• [What you need to do]: Show every line of the material that follows in which the word "live" occurs.

####

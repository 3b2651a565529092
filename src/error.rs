// Tripbeacon Error Types
//
// Every failure in the sharing subsystem maps onto one of these variants.
// None of them are fatal to the process: each degrades to a status the UI can
// display plus a retry entry point (`ensure_connected`, `join` or `start`).

use std::fmt;

/// Top-level error type for the location-sharing subsystem
#[derive(Debug, Clone)]
pub enum BeaconError {
    /// Foreground location permission was refused by the user
    PermissionDenied,

    /// Transport-level failure (connect failure, timeout, socket error)
    Transport { reason: String },

    /// The server rejected a join request; carries the server message verbatim
    JoinRejected { message: String },

    /// An operation requiring a live connection was attempted while offline.
    /// No wire message was sent.
    NotConnected,

    /// A join/leave was already in flight; the second call is rejected
    /// rather than raced
    SessionBusy { operation: String },

    /// A pending request was invalidated by a disconnect before its
    /// acknowledgement arrived
    Disconnected { reason: String },

    /// A live session context already exists for this process
    ContextInUse,

    /// Malformed or unexpected wire frame
    Protocol { reason: String },
}

impl fmt::Display for BeaconError {
    fn fmt(&self, f: &mut fmt::Formatter<'_>) -> fmt::Result {
        match self {
            Self::PermissionDenied => write!(f, "location permission denied"),
            Self::Transport { reason } => write!(f, "transport error: {}", reason),
            Self::JoinRejected { message } => write!(f, "join rejected: {}", message),
            Self::NotConnected => write!(f, "connection not ready"),
            Self::SessionBusy { operation } => {
                write!(f, "another {} is already in flight", operation)
            }
            Self::Disconnected { reason } => write!(f, "disconnected: {}", reason),
            Self::ContextInUse => write!(f, "a live session context already exists"),
            Self::Protocol { reason } => write!(f, "protocol error: {}", reason),
        }
    }
}

impl std::error::Error for BeaconError {}

impl BeaconError {
    pub fn transport(reason: impl Into<String>) -> Self {
        Self::Transport {
            reason: reason.into(),
        }
    }

    pub fn protocol(reason: impl Into<String>) -> Self {
        Self::Protocol {
            reason: reason.into(),
        }
    }

    pub fn disconnected(reason: impl Into<String>) -> Self {
        Self::Disconnected {
            reason: reason.into(),
        }
    }

    /// Whether retrying the same entry point can succeed without user action
    pub fn is_retryable(&self) -> bool {
        matches!(
            self,
            Self::Transport { .. } | Self::NotConnected | Self::Disconnected { .. }
        )
    }
}

impl From<serde_json::Error> for BeaconError {
    fn from(err: serde_json::Error) -> Self {
        Self::Protocol {
            reason: err.to_string(),
        }
    }
}

impl From<tokio_tungstenite::tungstenite::Error> for BeaconError {
    fn from(err: tokio_tungstenite::tungstenite::Error) -> Self {
        Self::Transport {
            reason: err.to_string(),
        }
    }
}
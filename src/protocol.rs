// Tripbeacon Wire Protocol
//
// JSON text frames exchanged with the tracking server over the duplex channel.
//
// Protocol flow:
// 1. Transport connects; server sends "welcome" with our peer id
// 2. Client sends "join_group" and waits for the matching "ack"
// 3. Server pushes "group_locations" (snapshot), then "location_update",
//    "user_joined" and "user_left" deltas while the membership lasts
// 4. Client streams "update_location" fire-and-forget; "leave_group" is
//    best-effort and its ack is not awaited

use serde::{Deserialize, Serialize};

/// A single device position, stamped in epoch milliseconds.
///
/// Samples are transient: each new one fully replaces the previous, none are
/// queued or retained for replay.
#[derive(Debug, Clone, PartialEq, Serialize, Deserialize)]
pub struct LocationSample {
    pub lat: f64,
    pub lng: f64,
    pub timestamp: i64,
}

impl LocationSample {
    pub fn new(lat: f64, lng: f64, timestamp: i64) -> Self {
        Self {
            lat,
            lng,
            timestamp,
        }
    }

    /// Stamp a sample with the current wall clock
    pub fn now(lat: f64, lng: f64) -> Self {
        Self {
            lat,
            lng,
            timestamp: chrono::Utc::now().timestamp_millis(),
        }
    }
}

/// A peer's last-known location, as carried by snapshot and update frames
#[derive(Debug, Clone, PartialEq, Serialize, Deserialize)]
pub struct PeerLocation {
    /// Server-assigned session identifier of the peer
    pub peer_id: String,

    /// Display name the peer joined with
    pub username: String,

    #[serde(flatten)]
    pub last_sample: LocationSample,
}

/// Outbound frame from client to server
#[derive(Debug, Clone, Serialize, Deserialize)]
#[serde(tag = "type", content = "data")]
pub enum ClientMessage {
    /// Request/response join; `id` correlates the ack
    #[serde(rename = "join_group")]
    JoinGroup {
        id: String,
        group_id: String,
        username: String,
    },

    /// Best-effort leave notification; the client does not wait for its ack
    #[serde(rename = "leave_group")]
    LeaveGroup { id: String },

    /// Fire-and-forget position broadcast; a lost sample is superseded by the
    /// next one within seconds
    #[serde(rename = "update_location")]
    UpdateLocation(LocationSample),
}

/// Inbound frame from server to client
#[derive(Debug, Clone, Serialize, Deserialize)]
#[serde(tag = "type", content = "data")]
pub enum ServerMessage {
    /// First frame after connect; carries our own peer id
    #[serde(rename = "welcome")]
    Welcome(WelcomePayload),

    /// Response to join_group / leave_group
    #[serde(rename = "ack")]
    Ack(AckPayload),

    /// Full presence snapshot, sent on (re)join
    #[serde(rename = "group_locations")]
    GroupLocations(Vec<PeerLocation>),

    /// Incremental update for a single peer
    #[serde(rename = "location_update")]
    LocationUpdate(PeerLocation),

    /// A peer entered the group (it may not have reported a location yet)
    #[serde(rename = "user_joined")]
    UserJoined {
        peer_id: String,
        username: String,
        group_id: String,
    },

    /// A peer left the group
    #[serde(rename = "user_left")]
    UserLeft { peer_id: String },
}

/// Welcome payload (first frame on a fresh link)
#[derive(Debug, Clone, Serialize, Deserialize)]
pub struct WelcomePayload {
    /// Server-assigned session identifier for this client
    pub peer_id: String,
}

/// Ack status flag
#[derive(Debug, Clone, Copy, PartialEq, Eq, Serialize, Deserialize)]
#[serde(rename_all = "lowercase")]
pub enum AckStatus {
    Success,
    Error,
}

/// Acknowledgement for a request/response exchange
#[derive(Debug, Clone, Serialize, Deserialize)]
pub struct AckPayload {
    /// Correlation id from the originating request
    pub id: String,

    pub status: AckStatus,

    #[serde(skip_serializing_if = "Option::is_none")]
    pub group_id: Option<String>,

    #[serde(skip_serializing_if = "Option::is_none")]
    pub username: Option<String>,

    /// Group size as seen by the server at join time
    #[serde(skip_serializing_if = "Option::is_none")]
    pub members_count: Option<u32>,

    /// Server rejection text, returned to the caller verbatim
    #[serde(skip_serializing_if = "Option::is_none")]
    pub message: Option<String>,
}

impl AckPayload {
    pub fn success(id: impl Into<String>) -> Self {
        Self {
            id: id.into(),
            status: AckStatus::Success,
            group_id: None,
            username: None,
            members_count: None,
            message: None,
        }
    }

    pub fn error(id: impl Into<String>, message: impl Into<String>) -> Self {
        Self {
            id: id.into(),
            status: AckStatus::Error,
            group_id: None,
            username: None,
            members_count: None,
            message: Some(message.into()),
        }
    }

    pub fn with_group(mut self, group_id: impl Into<String>, username: impl Into<String>) -> Self {
        self.group_id = Some(group_id.into());
        self.username = Some(username.into());
        self
    }

    pub fn with_members_count(mut self, count: u32) -> Self {
        self.members_count = Some(count);
        self
    }
}
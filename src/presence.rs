// Presence Store
//
// Last-known locations of the other members of the active group. Mutated only
// by the session dispatcher's three inbound event paths (snapshot, incremental
// update, departure) plus the membership-destroying clear; read-only to every
// other consumer.

use crate::protocol::PeerLocation;
use std::collections::HashMap;
use std::sync::Arc;
use tokio::sync::RwLock;

/// Peer id → last-known location for the active group.
///
/// Events are applied strictly in arrival order: if samples from the same peer
/// arrive out of network order, the last-arrived value wins even when it is
/// chronologically older. Staleness display is a UI concern, not a store
/// concern; entries are never expired here.
pub struct PresenceStore {
    peers: Arc<RwLock<HashMap<String, PeerLocation>>>,
}

impl PresenceStore {
    pub fn new() -> Self {
        Self {
            peers: Arc::new(RwLock::new(HashMap::new())),
        }
    }

    /// Replace the whole map from a snapshot, dropping any entry whose peer id
    /// equals self
    pub(crate) async fn apply_snapshot(&self, entries: Vec<PeerLocation>, self_peer: Option<&str>) {
        let mut peers = self.peers.write().await;
        peers.clear();
        for entry in entries {
            if Some(entry.peer_id.as_str()) == self_peer {
                continue;
            }
            peers.insert(entry.peer_id.clone(), entry);
        }
    }

    /// Upsert a single peer, leaving all others untouched.
    ///
    /// Returns false when the entry was self and therefore dropped.
    pub(crate) async fn apply_update(&self, entry: PeerLocation, self_peer: Option<&str>) -> bool {
        if Some(entry.peer_id.as_str()) == self_peer {
            return false;
        }
        let mut peers = self.peers.write().await;
        peers.insert(entry.peer_id.clone(), entry);
        true
    }

    /// Remove a departed peer
    pub(crate) async fn apply_departure(&self, peer_id: &str) -> Option<PeerLocation> {
        let mut peers = self.peers.write().await;
        peers.remove(peer_id)
    }

    /// Drop every entry; invoked on any membership-destroying transition
    pub(crate) async fn clear(&self) {
        let mut peers = self.peers.write().await;
        peers.clear();
    }

    /// Current peer list
    pub async fn snapshot(&self) -> Vec<PeerLocation> {
        let peers = self.peers.read().await;
        peers.values().cloned().collect()
    }

    pub async fn get(&self, peer_id: &str) -> Option<PeerLocation> {
        let peers = self.peers.read().await;
        peers.get(peer_id).cloned()
    }

    pub async fn len(&self) -> usize {
        let peers = self.peers.read().await;
        peers.len()
    }

    pub async fn is_empty(&self) -> bool {
        let peers = self.peers.read().await;
        peers.is_empty()
    }
}

impl Default for PresenceStore {
    fn default() -> Self {
        Self::new()
    }
}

####

• [Response to the task]:
    /// An operation requiring a live connection was attempted while offline.
    /// A live session context already exists for this process
            Self::ContextInUse => write!(f, "a live session context already exists"),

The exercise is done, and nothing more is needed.